Nearly 1 × 10¹² platelets, with a typical average life span of 7–9 days, circulate in the adult human bloodstream [7]. Nevertheless, the platelet number is tightly controlled within narrow physiological ranges [8]. The interaction between thrombopoietin (TPO) and its receptor, myeloproliferative leukemia virus protein (Mpl), is implicated in the proliferation and differentiation of normal HSCs and the bipotential MK precursors [7]. Mice lacking Mpl or JAK2 expression in platelets and MKs show expansion of MK and thrombocytosis, suggesting that TPO/Mpl signaling in MKs is dispensable for platelet production [9, 10]. TPO is produced in the liver hepatocytes [11]. MKs and platelets regulate TPO homeostasis by Mpl receptor-mediated internalization and degradation. Recently, a new feedback mechanism regulating TPO homeostasis was proposed in which the following occur: (1) as platelets age in the circulation, they become desialylated (lose of surface sialic acid); (2) hepatocytes recognize desialylated platelets via the Ashwell-Morell receptor (AMR); and (3) in hepatocytes, AMR signaling leads to JAK2-STAT5 phosphorylation, which leads to upregulation of TPO mRNA expression and subsequent TPO production [12].

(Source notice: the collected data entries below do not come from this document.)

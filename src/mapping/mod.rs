//! Coordinate mapping between a parent document and the fragments carved out
//! of it.
//!
//! A [`DocumentMapper`] translates positions between a "generated" space (the
//! fragment a language service sees) and the "original" space (the parent
//! document the editor sees). Three mappers exist:
//!
//! - [`IdentityMapper`]: both spaces are the same.
//! - [`FragmentMapper`]: the fragment is a contiguous slice of the parent.
//! - [`SourceMapDocumentMapper`]: the fragment is generated code tied to a
//!   slice by a source map, chained onto another mapper.

mod project;
mod source_map;

use std::sync::Arc;

use tower_lsp::lsp_types::{Position, Range, Url};

use crate::document::{Document, LineIndex, TagInfo};

pub use project::*;
pub use source_map::{
    decode_mappings, MappedRange, MappingsBuilder, Segment, SourceMapDocumentMapper,
};

/// The text+offset surface language services work against.
pub trait TextDocument {
    fn uri(&self) -> &Url;
    fn text(&self) -> &str;
    fn version(&self) -> i32;
    fn position_at(&self, offset: usize) -> Position;
    fn offset_at(&self, position: Position) -> usize;
}

impl TextDocument for Document {
    fn uri(&self) -> &Url {
        Document::uri(self)
    }

    fn text(&self) -> &str {
        Document::text(self)
    }

    fn version(&self) -> i32 {
        Document::version(self)
    }

    fn position_at(&self, offset: usize) -> Position {
        Document::position_at(self, offset)
    }

    fn offset_at(&self, position: Position) -> usize {
        Document::offset_at(self, position)
    }
}

/// Bidirectional position translation. Every method is total: input outside
/// the mapped space is clamped, never rejected.
pub trait DocumentMapper: Send + Sync {
    /// Generated (fragment) position to original (parent) position.
    fn to_original(&self, generated: Position) -> Position;

    /// Original (parent) position to generated (fragment) position.
    fn to_generated(&self, original: Position) -> Position;

    /// Whether an original position falls inside the generated space.
    fn is_in_generated(&self, original: Position) -> bool;

    /// URL of the generated document, used to tell local links from
    /// cross-file ones.
    fn generated_url(&self) -> Option<&Url>;

    fn range_to_original(&self, range: Range) -> Range {
        Range::new(self.to_original(range.start), self.to_original(range.end))
    }

    fn range_to_generated(&self, range: Range) -> Range {
        Range::new(self.to_generated(range.start), self.to_generated(range.end))
    }
}

/// Generated and original space are the same.
#[derive(Debug, Clone)]
pub struct IdentityMapper {
    url: Url,
}

impl IdentityMapper {
    pub fn new(url: Url) -> Self {
        Self { url }
    }
}

impl DocumentMapper for IdentityMapper {
    fn to_original(&self, generated: Position) -> Position {
        generated
    }

    fn to_generated(&self, original: Position) -> Position {
        original
    }

    fn is_in_generated(&self, _original: Position) -> bool {
        true
    }

    fn generated_url(&self) -> Option<&Url> {
        Some(&self.url)
    }
}

/// The fragment is the text between `tag.start` and `tag.end` of the parent.
#[derive(Debug, Clone)]
pub struct FragmentMapper {
    parent: Arc<LineIndex>,
    fragment: Arc<LineIndex>,
    start: usize,
    end: usize,
    url: Url,
}

impl FragmentMapper {
    pub fn new(parent: Arc<LineIndex>, tag: &TagInfo, url: Url) -> Self {
        Self {
            fragment: Arc::new(LineIndex::new(tag.content.as_str())),
            parent,
            start: tag.start,
            end: tag.end,
            url,
        }
    }

    pub fn fragment_index(&self) -> &Arc<LineIndex> {
        &self.fragment
    }

    /// Fragment offset to parent offset.
    pub fn offset_to_original(&self, offset: usize) -> usize {
        self.start + offset.min(self.end - self.start)
    }

    /// Parent offset to fragment offset, clamped into the fragment.
    pub fn offset_to_generated(&self, offset: usize) -> usize {
        offset.clamp(self.start, self.end) - self.start
    }
}

impl DocumentMapper for FragmentMapper {
    fn to_original(&self, generated: Position) -> Position {
        let offset = self.fragment.position_to_offset(generated);
        self.parent
            .offset_to_position(self.offset_to_original(offset))
    }

    fn to_generated(&self, original: Position) -> Position {
        let offset = self.parent.position_to_offset(original);
        self.fragment
            .offset_to_position(self.offset_to_generated(offset))
    }

    fn is_in_generated(&self, original: Position) -> bool {
        let offset = self.parent.position_to_offset(original);
        offset >= self.start && offset <= self.end
    }

    fn generated_url(&self) -> Option<&Url> {
        Some(&self.url)
    }
}

/// A carved-out piece of a parent document with its own coordinate space.
#[derive(Clone)]
pub struct Fragment {
    url: Url,
    version: i32,
    tag: TagInfo,
    index: Arc<LineIndex>,
    mapper: Arc<dyn DocumentMapper>,
}

impl std::fmt::Debug for Fragment {
    fn fmt(&self, f: &mut std::fmt::Formatter<'_>) -> std::fmt::Result {
        f.debug_struct("Fragment")
            .field("url", &self.url)
            .field("version", &self.version)
            .field("container", &self.tag.container)
            .finish_non_exhaustive()
    }
}

impl Fragment {
    /// A fragment holding the content of `tag` verbatim.
    pub fn from_tag(document: &Document, tag: &TagInfo) -> Self {
        let mapper = FragmentMapper::new(
            Arc::clone(document.line_index()),
            tag,
            document.uri().clone(),
        );
        Self {
            url: document.uri().clone(),
            version: document.version(),
            tag: tag.clone(),
            index: Arc::clone(mapper.fragment_index()),
            mapper: Arc::new(mapper),
        }
    }

    /// A fragment holding generated text, mapped back through `mapper`.
    pub fn generated(
        document: &Document,
        tag: &TagInfo,
        text: impl Into<Arc<str>>,
        mapper: Arc<dyn DocumentMapper>,
    ) -> Self {
        Self {
            url: document.uri().clone(),
            version: document.version(),
            tag: tag.clone(),
            index: Arc::new(LineIndex::new(text)),
            mapper,
        }
    }

    /// The block this fragment was carved from.
    pub fn tag(&self) -> &TagInfo {
        &self.tag
    }

    pub fn mapper(&self) -> &dyn DocumentMapper {
        self.mapper.as_ref()
    }

    pub fn line_index(&self) -> &LineIndex {
        &self.index
    }

    /// Whether a parent position falls inside this fragment.
    pub fn is_in_fragment(&self, parent: Position) -> bool {
        self.mapper.is_in_generated(parent)
    }

    pub fn to_fragment(&self, parent: Position) -> Position {
        self.mapper.to_generated(parent)
    }

    pub fn to_parent(&self, position: Position) -> Position {
        self.mapper.to_original(position)
    }
}

impl TextDocument for Fragment {
    fn uri(&self) -> &Url {
        &self.url
    }

    fn text(&self) -> &str {
        self.index.source()
    }

    fn version(&self) -> i32 {
        self.version
    }

    fn position_at(&self, offset: usize) -> Position {
        self.index.offset_to_position(offset)
    }

    fn offset_at(&self, position: Position) -> usize {
        self.index.position_to_offset(position)
    }
}

#[cfg(test)]
mod tests {
    use super::*;

    const TEXT: &str = "<h1>Hi</h1>\n<style>\nh1 {\n  color: blue;\n}\n</style>";

    fn style_fragment() -> (Document, Fragment) {
        let doc = Document::new(Url::parse("file:///App.svelte").unwrap(), TEXT, 0);
        let tag = doc.style_info().unwrap().clone();
        let fragment = Fragment::from_tag(&doc, &tag);
        (doc, fragment)
    }

    #[test]
    fn fragment_positions_round_trip() {
        let (doc, fragment) = style_fragment();
        let tag = fragment.tag().clone();
        for offset in tag.start..=tag.end {
            let parent = doc.position_at(offset);
            let local = fragment.to_fragment(parent);
            assert_eq!(fragment.to_parent(local), parent, "offset {offset}");
            assert_eq!(
                fragment.to_fragment(fragment.to_parent(local)),
                local,
                "offset {offset}"
            );
        }
    }

    #[test]
    fn fragment_translates_lines() {
        let (_, fragment) = style_fragment();
        // `color` sits on parent line 3, fragment line 2.
        assert_eq!(fragment.to_fragment(Position::new(3, 2)), Position::new(2, 2));
        assert_eq!(fragment.to_parent(Position::new(2, 2)), Position::new(3, 2));
        assert_eq!(fragment.text(), "\nh1 {\n  color: blue;\n}\n");
    }

    #[test]
    fn containment_is_inclusive() {
        let (doc, fragment) = style_fragment();
        let tag = fragment.tag();
        assert!(fragment.is_in_fragment(doc.position_at(tag.start)));
        assert!(fragment.is_in_fragment(doc.position_at(tag.end)));
        assert!(!fragment.is_in_fragment(doc.position_at(tag.start - 1)));
        assert!(!fragment.is_in_fragment(doc.position_at(tag.end + 1)));
    }

    #[test]
    fn outside_positions_clamp() {
        let (_, fragment) = style_fragment();
        assert_eq!(fragment.to_fragment(Position::new(0, 0)), Position::new(0, 0));
        let end = fragment.position_at(fragment.text().len());
        assert_eq!(fragment.to_fragment(Position::new(99, 0)), end);
    }

    #[test]
    fn identity_is_transparent() {
        let mapper = IdentityMapper::new(Url::parse("file:///a.svelte").unwrap());
        let p = Position::new(4, 2);
        assert_eq!(mapper.to_original(p), p);
        assert_eq!(mapper.to_generated(p), p);
        assert!(mapper.is_in_generated(Position::new(1000, 0)));
    }
}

It has been reported that several transcriptional factors regulate the fate of MK development from HSCs. RUNX-1 functions as a master regulator of hematopoiesis and plays a role in lineage decisions in MEPs by repressing erythroid gene expression via epigenetic repression of the erythroid master regulator KFL-1 [13]. Moreover, mice lacking the transcription factors GATA-1 [14], AML-1 [15], or Fli-1 [16] show markedly reduced platelet numbers, associated with deregulated proliferation and severely impaired cytoplasmic maturation. These transcription factors are thus required for MK maturation in adult hematopoiesis. In addition, GATA-1 is required to cooperate with p45 for normal megakaryopoiesis [17]. Furthermore, NF-E2 is a heterodimeric transcription factor consisting of p45 and small Maf subunits [18–20]. Mice lacking NF-E2 show profound thrombocytopenia and fail to produce proplatelets, the microtubule-based precursors of blood platelets, from MKs [18–20]. The expression of beta1 tubulin is exquisitely restricted to platelets and MKs, where it appears late in differentiation and localizes to microtubule shafts and coils within proplatelets. Restoring NF-E2 activity in NF-E2-deficient MKs rescues the expression of beta1 tubulin [21]. These data suggest that NF-E2 determines the quantity and quality of platelets by activating genes in MKs that mediate platelet production and function [22, 23].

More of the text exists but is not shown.